I did the math back in the days when the PPC people were talking about
16kB pages (iirc - it's been closer to a decade, so I might
misremember the details).

And back then, with 4kB pages I could cache the kernel tree twice over
in 1GB, and have enough left to run a graphical desktop. So enough
memory to build a tree and also enough to have two kernel trees and do
"diff -urN" between them.

Of course, back then, 1-2GB was the usual desktop memory size, so the
"I can do kernel development in 1GB without excessive IO" mattered to
me in ways it wouldn't today.

And it was before "git", so the whole "two kernel trees and do diffs
between them" was a real concern.

With 16kB pages, I think I had to have twice the memory for the same loads.

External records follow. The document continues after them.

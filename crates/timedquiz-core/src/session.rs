//! Exam session state machine.
//!
//! An [`ExamSession`] owns its items and walks them strictly in order:
//!
//! ```text
//! InProgress --submit_answer / time_expire--> AwaitingAdvance --advance--> InProgress
//!                                                            \--advance--> Finished
//! ```
//!
//! Timer messages carry an [`ItemToken`] and advances need an
//! [`AdvanceTicket`]. Both name the item they were issued for, so a message
//! that outlived its item is recognised and dropped instead of acting on the
//! next one.

use std::fmt;

use chrono::{DateTime, Utc};
use rand::Rng;
use uuid::Uuid;

use crate::bank::QuestionBank;
use crate::error::{Notice, QuizError};
use crate::model::{Resolution, SessionQuestion};
use crate::randomizer;

/// Where a session is in its lifecycle.
#[derive(Debug, Clone, Copy, PartialEq, Eq)]
pub enum SessionState {
    /// An item is active, its countdown is running, no answer yet.
    InProgress,
    /// The active item is locked; waiting for the advance.
    AwaitingAdvance,
    /// Every item has been processed.
    Finished,
}

impl fmt::Display for SessionState {
    fn fmt(&self, f: &mut fmt::Formatter<'_>) -> fmt::Result {
        match self {
            SessionState::InProgress => write!(f, "in progress"),
            SessionState::AwaitingAdvance => write!(f, "awaiting advance"),
            SessionState::Finished => write!(f, "finished"),
        }
    }
}

/// Identifies the item that was active when a timer was started.
#[derive(Debug, Clone, Copy, PartialEq, Eq, Hash)]
pub struct ItemToken {
    index: usize,
}

/// Permission to leave a locked item. At most one is outstanding per item.
#[derive(Debug, Clone, Copy, PartialEq, Eq)]
pub struct AdvanceTicket {
    index: usize,
}

/// Outcome of [`ExamSession::submit_answer`].
#[derive(Debug, Clone, Copy, PartialEq, Eq)]
pub enum Submission {
    /// The answer was recorded and the item locked.
    Recorded { correct: bool, ticket: AdvanceTicket },
    /// The item was already locked; nothing changed.
    AlreadyLocked,
}

/// Outcome of [`ExamSession::time_expire`].
#[derive(Debug, Clone, Copy, PartialEq, Eq)]
pub enum Expiry {
    /// The active item timed out and is now locked.
    Expired(AdvanceTicket),
    /// The token no longer matches an active item.
    Stale,
}

/// Outcome of [`ExamSession::advance`].
#[derive(Debug, Clone, Copy, PartialEq, Eq)]
pub enum Advance {
    /// The next item is active.
    Next(ItemToken),
    /// That was the last item.
    Finished,
    /// The ticket was already used or belongs to an earlier item.
    Suppressed,
}

/// One run of the quiz from first item to final score.
#[derive(Debug, Clone)]
pub struct ExamSession {
    id: Uuid,
    items: Vec<SessionQuestion>,
    current: usize,
    score: usize,
    state: SessionState,
    pending_advance: Option<AdvanceTicket>,
    started_at: DateTime<Utc>,
    finished_at: Option<DateTime<Utc>>,
}

impl ExamSession {
    /// Draw `requested` questions from `bank` and activate the first one.
    ///
    /// Returns the clamping notice alongside the session when the bank holds
    /// fewer questions than requested.
    pub fn start<R: Rng + ?Sized>(
        bank: &QuestionBank,
        requested: usize,
        rng: &mut R,
    ) -> Result<(Self, Option<Notice>), QuizError> {
        let selection = randomizer::select(bank, requested, rng)?;
        Ok((Self::from_items(selection.items), selection.notice))
    }

    /// Build a session over already-annotated items.
    pub fn from_items(items: Vec<SessionQuestion>) -> Self {
        let now = Utc::now();
        let state = if items.is_empty() {
            SessionState::Finished
        } else {
            SessionState::InProgress
        };
        let session = Self {
            id: Uuid::new_v4(),
            items,
            current: 0,
            score: 0,
            state,
            pending_advance: None,
            started_at: now,
            finished_at: (state == SessionState::Finished).then_some(now),
        };
        tracing::debug!(session = %session.id, items = session.items.len(), "session started");
        session
    }

    pub fn id(&self) -> Uuid {
        self.id
    }

    pub fn state(&self) -> SessionState {
        self.state
    }

    pub fn is_finished(&self) -> bool {
        self.state == SessionState::Finished
    }

    /// Zero-based index of the active item; equals `len()` once finished.
    pub fn current_index(&self) -> usize {
        self.current
    }

    pub fn score(&self) -> usize {
        self.score
    }

    pub fn len(&self) -> usize {
        self.items.len()
    }

    pub fn is_empty(&self) -> bool {
        self.items.is_empty()
    }

    pub fn items(&self) -> &[SessionQuestion] {
        &self.items
    }

    pub fn started_at(&self) -> DateTime<Utc> {
        self.started_at
    }

    pub fn finished_at(&self) -> Option<DateTime<Utc>> {
        self.finished_at
    }

    /// The item at the current position, unless finished.
    pub fn current_item(&self) -> Option<&SessionQuestion> {
        self.items.get(self.current)
    }

    /// Token for the active item while its countdown should be running.
    pub fn active_token(&self) -> Option<ItemToken> {
        (self.state == SessionState::InProgress).then_some(ItemToken {
            index: self.current,
        })
    }

    /// The outstanding advance ticket, if the active item is locked.
    pub fn pending_advance(&self) -> Option<AdvanceTicket> {
        self.pending_advance
    }

    /// Count one elapsed countdown tick against the active item.
    ///
    /// Returns `false` and changes nothing when `token` is stale.
    pub fn record_tick(&mut self, token: ItemToken) -> bool {
        if self.active_token() != Some(token) {
            return false;
        }
        self.items[self.current].seconds_used += 1;
        true
    }

    /// Record the user's choice for the active item.
    pub fn submit_answer(&mut self, display_index: usize) -> Result<Submission, QuizError> {
        match self.state {
            SessionState::InProgress => {}
            SessionState::AwaitingAdvance => return Ok(Submission::AlreadyLocked),
            SessionState::Finished => {
                return Err(QuizError::InvalidStateTransition {
                    operation: "submit_answer",
                    state: self.state,
                })
            }
        }

        let item = &mut self.items[self.current];
        if display_index >= item.choice_count() {
            return Err(QuizError::ChoiceOutOfRange {
                index: display_index,
                choices: item.choice_count(),
            });
        }

        debug_assert!(item.user_answer.is_none(), "answer written twice");
        item.user_answer = Some(display_index);
        item.resolution = Resolution::Answered;
        let correct = item.is_correct();
        if correct {
            self.score += 1;
        }

        let ticket = self.lock();
        tracing::debug!(
            session = %self.id,
            item = self.current,
            display_index,
            correct,
            "answer recorded"
        );
        Ok(Submission::Recorded { correct, ticket })
    }

    /// Mark the item named by `token` as timed out.
    pub fn time_expire(&mut self, token: ItemToken) -> Expiry {
        if self.active_token() != Some(token) {
            tracing::debug!(session = %self.id, item = token.index, "stale expiry ignored");
            return Expiry::Stale;
        }

        self.items[self.current].resolution = Resolution::TimedOut;
        let ticket = self.lock();
        tracing::debug!(session = %self.id, item = self.current, "time expired");
        Expiry::Expired(ticket)
    }

    /// Leave the locked item. Only the first use of a ticket has any effect.
    pub fn advance(&mut self, ticket: AdvanceTicket) -> Advance {
        if self.pending_advance != Some(ticket) {
            tracing::debug!(session = %self.id, item = ticket.index, "advance suppressed");
            return Advance::Suppressed;
        }
        self.pending_advance = None;
        self.current += 1;

        if self.current < self.items.len() {
            self.state = SessionState::InProgress;
            tracing::debug!(session = %self.id, item = self.current, "advanced");
            Advance::Next(ItemToken {
                index: self.current,
            })
        } else {
            self.state = SessionState::Finished;
            self.finished_at = Some(Utc::now());
            tracing::debug!(session = %self.id, score = self.score, "session finished");
            Advance::Finished
        }
    }

    fn lock(&mut self) -> AdvanceTicket {
        let ticket = AdvanceTicket {
            index: self.current,
        };
        self.state = SessionState::AwaitingAdvance;
        self.pending_advance = Some(ticket);
        ticket
    }
}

> IIRC, AIX works great with 64k pages, but only because of two
> reasons that don't apply on Linux:

.. there's a few other ones:

 (c) nobody really runs AIX on dekstops. It's very much a DB load
environment, with historically some HPC.

 (d) the powerpc TLB fill/buildup/teardown costs are horrible, so on
AIX the cost of lots of small pages is much higher too.

Now obviously, we *could* try to have a 64kB page size, and then do
lots of tricks to actually allocate file caches in partial pages in
order to avoid the internal fragmentation costs. HOWEVER:

 - that obviously doesn't help with the page management overhead (in
fact, it hurts). So it would be purely about trying to optimize for
bad TLB's.

 - that adds a *lot* of complexity to the VM. The coherency issues
when you may need to move cached information between partial pages and
full pages (required for mmap, but *most* files don't get mmap'ed)
would actually be pretty horrible.

 - all of this cost and complexity wouldn't help at all on x86, so it
would be largely untested and almost inevitably broken crap.

so I feel pretty confident in saying it won't happen. It's just too
much of a bother, for little to no actual upside. It's likely a much
better approach to try to instead use THP for anonymous mappings.

                            Linus